I just want to say really nice. Do you have air suspension? If not, do you plan to get the coilovers? I had the springs first, love the ride but was un happy with the look. I got the KW coils love it it alot, its about 3finger away for the flares and ride like stock with the 17" great with the 20" ( My wife drives her truck everday in NJ (pot hole city) with the 20"


----------



## vdub-svt (Mar 1, 2007)

*Re: W12,ABT, & CARACTERE parts with 22's (rcjc74)*

Thanks! We have the steal & will be putting coilovers, chip, & exhaust on the list for next year( OH LOOK IT'S ALMOST NEXT YEAR).I drive with my fingers crossed with 22's & Michigan roads! I see you have a passat, just got rid of the jetta and picked up a 07 passat 2.0 lux(My wife loves it). Thanks again!!


----------



## LowVW96 (Jul 21, 2005)

You def have to lower that Treg. Looks hot with the kit and rims.


----------



## Billsbug (Sep 15, 2004)

*Re: (LowVW96)*

Luv everything 'cept the Cupra R badge. Pls delete and replace with this new design genuine VW *.:R* part, the color of which should nicely match ur awsum t-reg.

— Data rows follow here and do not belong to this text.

/// Find the end of a path starting at `start`.
///
/// A path starts with `$` and runs until a terminator character or a
/// terminator keyword is found outside `(` `)` / `[` `]` nesting. A keyword
/// only counts when whitespace precedes it, so `$.order` and `$.brand` stay
/// intact. With no terminator the path runs to the end of the input.
pub fn scan_path(source: &str, start: usize) -> usize {
    let Some(text) = source.get(start..) else {
        return start;
    };
    if !text.starts_with('$') {
        return start;
    }

    let mut nesting: i32 = 0;
    let mut chars = text.char_indices().peekable();
    while let Some((i, ch)) = chars.next() {
        match ch {
            '(' | '[' => nesting += 1,
            ')' | ']' => nesting -= 1,
            _ => {}
        }
        if nesting > 0 {
            continue;
        }

        if PATH_TERMINATORS.contains(&ch) {
            return start + i;
        }
        if ch == '!' && chars.peek().is_some_and(|&(_, next)| next == '=') {
            return start + i;
        }
        if ch.is_ascii_alphabetic() && ends_path_at(text, i) {
            return start + i;
        }
    }

    source.len()
}

fn ends_path_at(text: &str, at: usize) -> bool {
    let preceded_by_space = text[..at].chars().next_back().is_some_and(char::is_whitespace);
    preceded_by_space
        && PATH_TERMINATOR_KEYWORDS.iter().any(|keyword| {
            text.get(at..at + keyword.len())
                .is_some_and(|found| found.eq_ignore_ascii_case(keyword))
        })
}

/// A symbol surrounded by optional whitespace, matched case-insensitively.
pub fn token(expected: &str) -> Parser<String> {
    whitespaces()
        .take(exact(expected))
        .skip(whitespaces())
        .label(expected)
}

/// Like [`token`], but the match may not run on into an identifier:
/// `NOT` matches in `NOT $.x` and not in `nothing($.x)`.
pub fn keyword(word: &str) -> Parser<String> {
    let bounded = pattern(word, regex(&format!(r"(?i)^{}\b", regex::escape(word))));
    whitespaces()
        .take(bounded.map(|m| m.text))
        .skip(whitespaces())
        .label(word)
}

/// Succeeds only with nothing left to read.
fn end_of_input() -> Parser<()> {
    Parser::new("end of query", |input| {
        if input.remaining() == 0 {
            Ok((input, ()))
        } else {
            Err(ParseError::new("end of query", input.offset()))
        }
    })
}

/// All grammar rules, built once.
///
/// The fields are the individual rules so that tests and tools can parse a
/// fragment (a single comparison, a function call) without a whole query.
pub struct Grammar {
    pub number: Parser<Literal>,
    pub text: Parser<String>,
    pub boolean: Parser<Literal>,
    pub null: Parser<Literal>,
    pub literal: Parser<Literal>,
    pub identifier: Parser<String>,
    pub path: Parser<Path>,
    pub value: Parser<Expr>,
    pub function: Parser<FunctionCall>,
    pub compare_op: Parser<CompareOp>,
    pub compare: Parser<Compare>,
    pub logical: Parser<Logical>,
    pub aggregate: Parser<AggregateFunction>,
    pub select_statement: Parser<SelectStatement>,
    pub select: Parser<Select>,
    pub from: Parser<String>,
    pub keys: Parser<Vec<Literal>>,
    pub where_clause: Parser<Logical>,
    pub order_by: Parser<Vec<OrderStatement>>,
    pub limit: Parser<rust_decimal::Decimal>,
    pub query: Parser<Query>,

    /// The optional clauses, used to explain input left over after a query
    clauses: Vec<Parser<()>>,
}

http://cgi.ebay.com/ebaymotors...sting


----------



## VegasMatt (Aug 30, 2006)

Looks awesome! I'm generally not a fan of huge wheels, but with the flares and body kit it really looks sweet! (And I even like the color, but I may be a bit partial!)
Only thing different I would do is keep the VW badge in the rear, but that's trivial. It looks great!
Nice job!
Matt


_Modified by VegasMatt at 11:53 AM 11-2-2007_


----------



## rlkeen (May 15, 2006)

*Re: W12,ABT, & CARACTERE parts with 22's (vdub-svt)*

I would like to add my kuddos. Very nice! best color they made. http://****************.com/smile/emthup.gif


----------



## vdub-svt (Mar 1, 2007)

*Re: W12,ABT, & CARACTERE parts with 22's (rlkeen)*

Thanks guys, I'll have to consider the new R badge( would look great with the R50 pedals that I have to find) D.


----------



## Billsbug (Sep 15, 2004)

*Re: W12,ABT, & CARACTERE parts with 22's (vdub-svt)*


_Quote, originally posted by *vdub-svt* »_Thanks guys, I'll have to consider the new R badge( would look great with the R50 pedals that I have to find) D.

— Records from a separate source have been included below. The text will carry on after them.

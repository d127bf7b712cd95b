//! Sequence functions. Multi-node path results arrive as arrays.

use super::{check_args, int_arg};
use crate::{error::EvalError, value::Value};

/// Call a sequence function. Returns None if function not found.
pub fn call(name: &str, args: &[Value]) -> Result<Option<Value>, EvalError> {
    let result = match name {
        "any" => {
            check_args(name, args, 1, 1)?;
            let any = args[0].as_array().is_some_and(|items| !items.is_empty());
            Some(Value::Boolean(any))
        }

        "first" => {
            check_args(name, args, 1, 1)?;
            Some(element(&args[0], |items| items.first()))
        }

        "last" => {
            check_args(name, args, 1, 1)?;
            Some(element(&args[0], |items| items.last()))
        }

        "at" => {
            check_args(name, args, 2, 2)?;
            let index = int_arg(args, 1);
            Some(element(&args[0], |items| {
                usize::try_from(index).ok().and_then(|i| items.get(i))
            }))
        }

        "length" => {
            check_args(name, args, 1, 1)?;
            let length = match &args[0] {
                Value::Array(items) => Some(items.len()),
                Value::Object(fields) => Some(fields.len()),
                Value::Text(s) => Some(s.chars().count()),
                _ => None,
            };
            Some(length.map_or(Value::Null, |n| Value::from(n as i64)))
        }

        _ => None,
    };

    Ok(result)
}

fn element<F>(value: &Value, pick: F) -> Value
where
    F: for<'v> Fn(&'v [Value]) -> Option<&'v Value>,
{
    value
        .as_array()
        .and_then(pick)
        .cloned()
        .unwrap_or(Value::Null)
}

#[cfg(test)]
mod tests {
    use super::*;

    fn roles() -> Value {
        Value::Array(vec![Value::from("dev"), Value::from("manager")])
    }

    #[test]
    fn test_any() {
        assert_eq!(call("any", &[roles()]).unwrap(), Some(Value::from(true)));
        assert_eq!(
            call("any", &[Value::Array(vec![])]).unwrap(),
            Some(Value::from(false))
        );
        assert_eq!(call("any", &[Value::Null]).unwrap(), Some(Value::from(false)));
    }

    #[test]
    fn test_element_access() {
        assert_eq!(call("first", &[roles()]).unwrap(), Some(Value::from("dev")));
        assert_eq!(call("last", &[roles()]).unwrap(), Some(Value::from("manager")));
        assert_eq!(
            call("at", &[roles(), Value::from(1)]).unwrap(),
            Some(Value::from("manager"))
        );
        assert_eq!(call("at", &[roles(), Value::from(5)]).unwrap(), Some(Value::Null));
        assert_eq!(call("first", &[Value::from("x")]).unwrap(), Some(Value::Null));
    }

    #[test]
    fn test_length() {
        assert_eq!(call("length", &[roles()]).unwrap(), Some(Value::from(2)));
        assert_eq!(call("length", &[Value::from("héllo")]).unwrap(), Some(Value::from(5)));
        assert_eq!(call("length", &[Value::Null]).unwrap(), Some(Value::Null));
    }
}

I've seen that Cupra R badge on a lot of r i c e r s in Miami.


----------



## TighTT (Oct 5, 2004)

*Re: W12,ABT, & CARACTERE parts with 22's (vdub-svt)*

Looks really nice!!! Where can I find those exhaust tips??


----------



## naumovs (Mar 16, 2005)

*Re: W12,ABT, & CARACTERE parts with 22's (vdub-svt)*


_Quote, originally posted by *vdub-svt* »_Hi Everyone!
Love this site, I'm just a reader usually. I appreciate this site so much for all the information I have received. My '06 Touareg has turned out to be one of the best vehicles I have ever owned. Last spring I had some ideas for exterior mods and I just want to show off a few pics of how it turned out. 
-Marty D
http://i235.photobucket.com/al...1.jpg
http://i235.photobucket.com/al...2.jpg
http://i235.photobucket.com/al...1.jpg

_Modified by vdub-svt at 12:42 PM 11-2-2007_

Can I ask where you bought the CARACTERE parts, are they easy to install? Also, can the fender flares be used without the front and rear bumper pieces? Can they be left unpainted black and will they match the rest of the black plastic lower body of the Treg?


----------



## vdub-svt (Mar 1, 2007)

*Re: W12,ABT, & CARACTERE parts with 22's (naumovs)*

I ended up with the best price for the tips from my local dealer. You can find them on EBAY also!
W12 Tips:VW part # 7L0-071-910 
Talk to Mark at AMI Motorsports for the best price on CARACTERE! I put everthing on and it all fit nice. I think you need the front & rear individual bumpers for the flairs to work. Plus these pieces are smooth ( ready for paint) and would not match the textured black lower plastic


----------



## OEMplus.com (May 27, 2003)

*Re: W12,ABT, & CARACTERE parts with 22's (vdub-svt)*

Looks great Marty!
We've got that R badge if you want one...


----------



## amv (Apr 21, 2006)

Great setup!








I can't understand why you left the chrome ring under the grille if you removed the chrome grille?


----------



## vdub-svt (Mar 1, 2007)

*Re: W12,ABT, & CARACTERE parts with 22's (OEMpl.us)*

Thanks for all your help Rich!!
I'll be getting rid of the chome in front soon. Just need to find the time as I started working on the 70' MACH 1.


----------



## TwisTTer (Nov 25, 2004)

*Re: W12,ABT, & CARACTERE parts with 22's (vdub-svt)*

Hey Marty!
Awesome job! Wheels look hot, body kit looks hot except for that unsightly gap.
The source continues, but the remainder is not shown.